◆ What to produce ◆
Could every line of the data be copied out once more, exactly?

::: Provided data :::

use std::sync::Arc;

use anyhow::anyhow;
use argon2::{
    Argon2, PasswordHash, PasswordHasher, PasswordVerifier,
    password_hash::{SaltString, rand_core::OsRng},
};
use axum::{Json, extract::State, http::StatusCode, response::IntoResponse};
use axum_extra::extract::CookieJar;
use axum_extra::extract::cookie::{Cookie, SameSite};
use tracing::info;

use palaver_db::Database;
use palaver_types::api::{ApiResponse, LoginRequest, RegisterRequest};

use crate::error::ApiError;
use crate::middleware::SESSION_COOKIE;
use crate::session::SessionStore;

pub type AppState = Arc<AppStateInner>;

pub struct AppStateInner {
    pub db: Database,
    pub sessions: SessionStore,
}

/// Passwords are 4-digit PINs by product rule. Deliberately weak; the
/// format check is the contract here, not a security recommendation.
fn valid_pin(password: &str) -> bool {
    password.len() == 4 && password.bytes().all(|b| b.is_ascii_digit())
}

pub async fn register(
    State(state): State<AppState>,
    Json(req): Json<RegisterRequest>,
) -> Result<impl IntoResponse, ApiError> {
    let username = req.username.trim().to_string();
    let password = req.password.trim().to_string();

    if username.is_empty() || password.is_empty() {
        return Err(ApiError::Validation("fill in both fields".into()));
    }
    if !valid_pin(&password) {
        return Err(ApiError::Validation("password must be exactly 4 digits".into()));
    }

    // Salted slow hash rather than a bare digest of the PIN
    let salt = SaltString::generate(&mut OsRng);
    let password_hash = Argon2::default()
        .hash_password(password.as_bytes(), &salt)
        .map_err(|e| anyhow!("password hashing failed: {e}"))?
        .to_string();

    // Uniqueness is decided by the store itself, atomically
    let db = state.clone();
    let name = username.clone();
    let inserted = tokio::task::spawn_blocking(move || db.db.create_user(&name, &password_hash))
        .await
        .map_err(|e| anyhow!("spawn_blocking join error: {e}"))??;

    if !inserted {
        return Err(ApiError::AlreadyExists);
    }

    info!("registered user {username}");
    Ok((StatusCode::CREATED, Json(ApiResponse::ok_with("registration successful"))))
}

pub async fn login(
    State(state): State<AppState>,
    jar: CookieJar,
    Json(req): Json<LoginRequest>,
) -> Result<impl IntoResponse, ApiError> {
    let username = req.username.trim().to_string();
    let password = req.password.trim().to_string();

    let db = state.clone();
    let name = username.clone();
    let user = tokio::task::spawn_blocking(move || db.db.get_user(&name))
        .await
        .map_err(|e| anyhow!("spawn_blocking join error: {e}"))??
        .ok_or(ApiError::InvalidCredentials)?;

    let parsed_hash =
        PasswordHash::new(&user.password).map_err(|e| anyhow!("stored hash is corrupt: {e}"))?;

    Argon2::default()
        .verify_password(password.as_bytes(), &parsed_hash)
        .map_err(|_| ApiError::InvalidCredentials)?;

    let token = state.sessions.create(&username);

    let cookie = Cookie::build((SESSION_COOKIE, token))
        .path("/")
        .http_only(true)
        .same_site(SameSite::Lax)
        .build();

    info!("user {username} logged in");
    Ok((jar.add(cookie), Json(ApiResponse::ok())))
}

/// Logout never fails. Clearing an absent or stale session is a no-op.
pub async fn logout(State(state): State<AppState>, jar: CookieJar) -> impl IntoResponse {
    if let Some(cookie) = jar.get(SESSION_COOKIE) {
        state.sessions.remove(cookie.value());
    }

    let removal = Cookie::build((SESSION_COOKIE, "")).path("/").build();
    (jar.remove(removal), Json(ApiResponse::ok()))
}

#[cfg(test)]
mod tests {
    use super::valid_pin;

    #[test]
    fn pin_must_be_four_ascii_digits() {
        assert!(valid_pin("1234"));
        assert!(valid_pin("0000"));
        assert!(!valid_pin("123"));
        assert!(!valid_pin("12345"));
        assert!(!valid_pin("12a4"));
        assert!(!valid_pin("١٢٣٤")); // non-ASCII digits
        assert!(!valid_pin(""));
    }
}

:::

◆ Problem solution ◆
use std::sync::Arc;

use anyhow::anyhow;
use argon2::{
    Argon2, PasswordHash, PasswordHasher, PasswordVerifier,
    password_hash::{SaltString, rand_core::OsRng},
};
use axum::{Json, extract::State, http::StatusCode, response::IntoResponse};
use axum_extra::extract::CookieJar;
use axum_extra::extract::cookie::{Cookie, SameSite};
use tracing::info;

use palaver_db::Database;
use palaver_types::api::{ApiResponse, LoginRequest, RegisterRequest};

use crate::error::ApiError;
use crate::middleware::SESSION_COOKIE;
use crate::session::SessionStore;

pub type AppState = Arc<AppStateInner>;

pub struct AppStateInner {
    pub db: Database,
    pub sessions: SessionStore,
}

/// Passwords are 4-digit PINs by product rule. Deliberately weak; the
/// format check is the contract here, not a security recommendation.
fn valid_pin(password: &str) -> bool {
    password.len() == 4 && password.bytes().all(|b| b.is_ascii_digit())
}

pub async fn register(
    State(state): State<AppState>,
    Json(req): Json<RegisterRequest>,
) -> Result<impl IntoResponse, ApiError> {
    let username = req.username.trim().to_string();
    let password = req.password.trim().to_string();

    if username.is_empty() || password.is_empty() {
        return Err(ApiError::Validation("fill in both fields".into()));
    }
    if !valid_pin(&password) {
        return Err(ApiError::Validation("password must be exactly 4 digits".into()));
    }

    // Salted slow hash rather than a bare digest of the PIN
    let salt = SaltString::generate(&mut OsRng);
    let password_hash = Argon2::default()
        .hash_password(password.as_bytes(), &salt)
        .map_err(|e| anyhow!("password hashing failed: {e}"))?
        .to_string();

    // Uniqueness is decided by the store itself, atomically
    let db = state.clone();
    let name = username.clone();
    let inserted = tokio::task::spawn_blocking(move || db.db.create_user(&name, &password_hash))
        .await
        .map_err(|e| anyhow!("spawn_blocking join error: {e}"))??;

    if !inserted {
        return Err(ApiError::AlreadyExists);
    }

    info!("registered user {username}");
    Ok((StatusCode::CREATED, Json(ApiResponse::ok_with("registration successful"))))
}

pub async fn login(
    State(state): State<AppState>,
    jar: CookieJar,
    Json(req): Json<LoginRequest>,
) -> Result<impl IntoResponse, ApiError> {
    let username = req.username.trim().to_string();
    let password = req.password.trim().to_string();

    let db = state.clone();
    let name = username.clone();
    let user = tokio::task::spawn_blocking(move || db.db.get_user(&name))
        .await
        .map_err(|e| anyhow!("spawn_blocking join error: {e}"))??
        .ok_or(ApiError::InvalidCredentials)?;

    let parsed_hash =
        PasswordHash::new(&user.password).map_err(|e| anyhow!("stored hash is corrupt: {e}"))?;

    Argon2::default()
        .verify_password(password.as_bytes(), &parsed_hash)
        .map_err(|_| ApiError::InvalidCredentials)?;

    let token = state.sessions.create(&username);

    let cookie = Cookie::build((SESSION_COOKIE, token))
        .path("/")
        .http_only(true)
        .same_site(SameSite::Lax)
        .build();

    info!("user {username} logged in");
    Ok((jar.add(cookie), Json(ApiResponse::ok())))
}

/// Logout never fails. Clearing an absent or stale session is a no-op.
pub async fn logout(State(state): State<AppState>, jar: CookieJar) -> impl IntoResponse {
    if let Some(cookie) = jar.get(SESSION_COOKIE) {
        state.sessions.remove(cookie.value());
    }

    let removal = Cookie::build((SESSION_COOKIE, "")).path("/").build();
    (jar.remove(removal), Json(ApiResponse::ok()))
}

#[cfg(test)]
mod tests {
    use super::valid_pin;

    #[test]
    fn pin_must_be_four_ascii_digits() {
        assert!(valid_pin("1234"));
        assert!(valid_pin("0000"));
        assert!(!valid_pin("123"));
        assert!(!valid_pin("12345"));
        assert!(!valid_pin("12a4"));
        assert!(!valid_pin("١٢٣٤")); // non-ASCII digits
        assert!(!valid_pin(""));
    }
}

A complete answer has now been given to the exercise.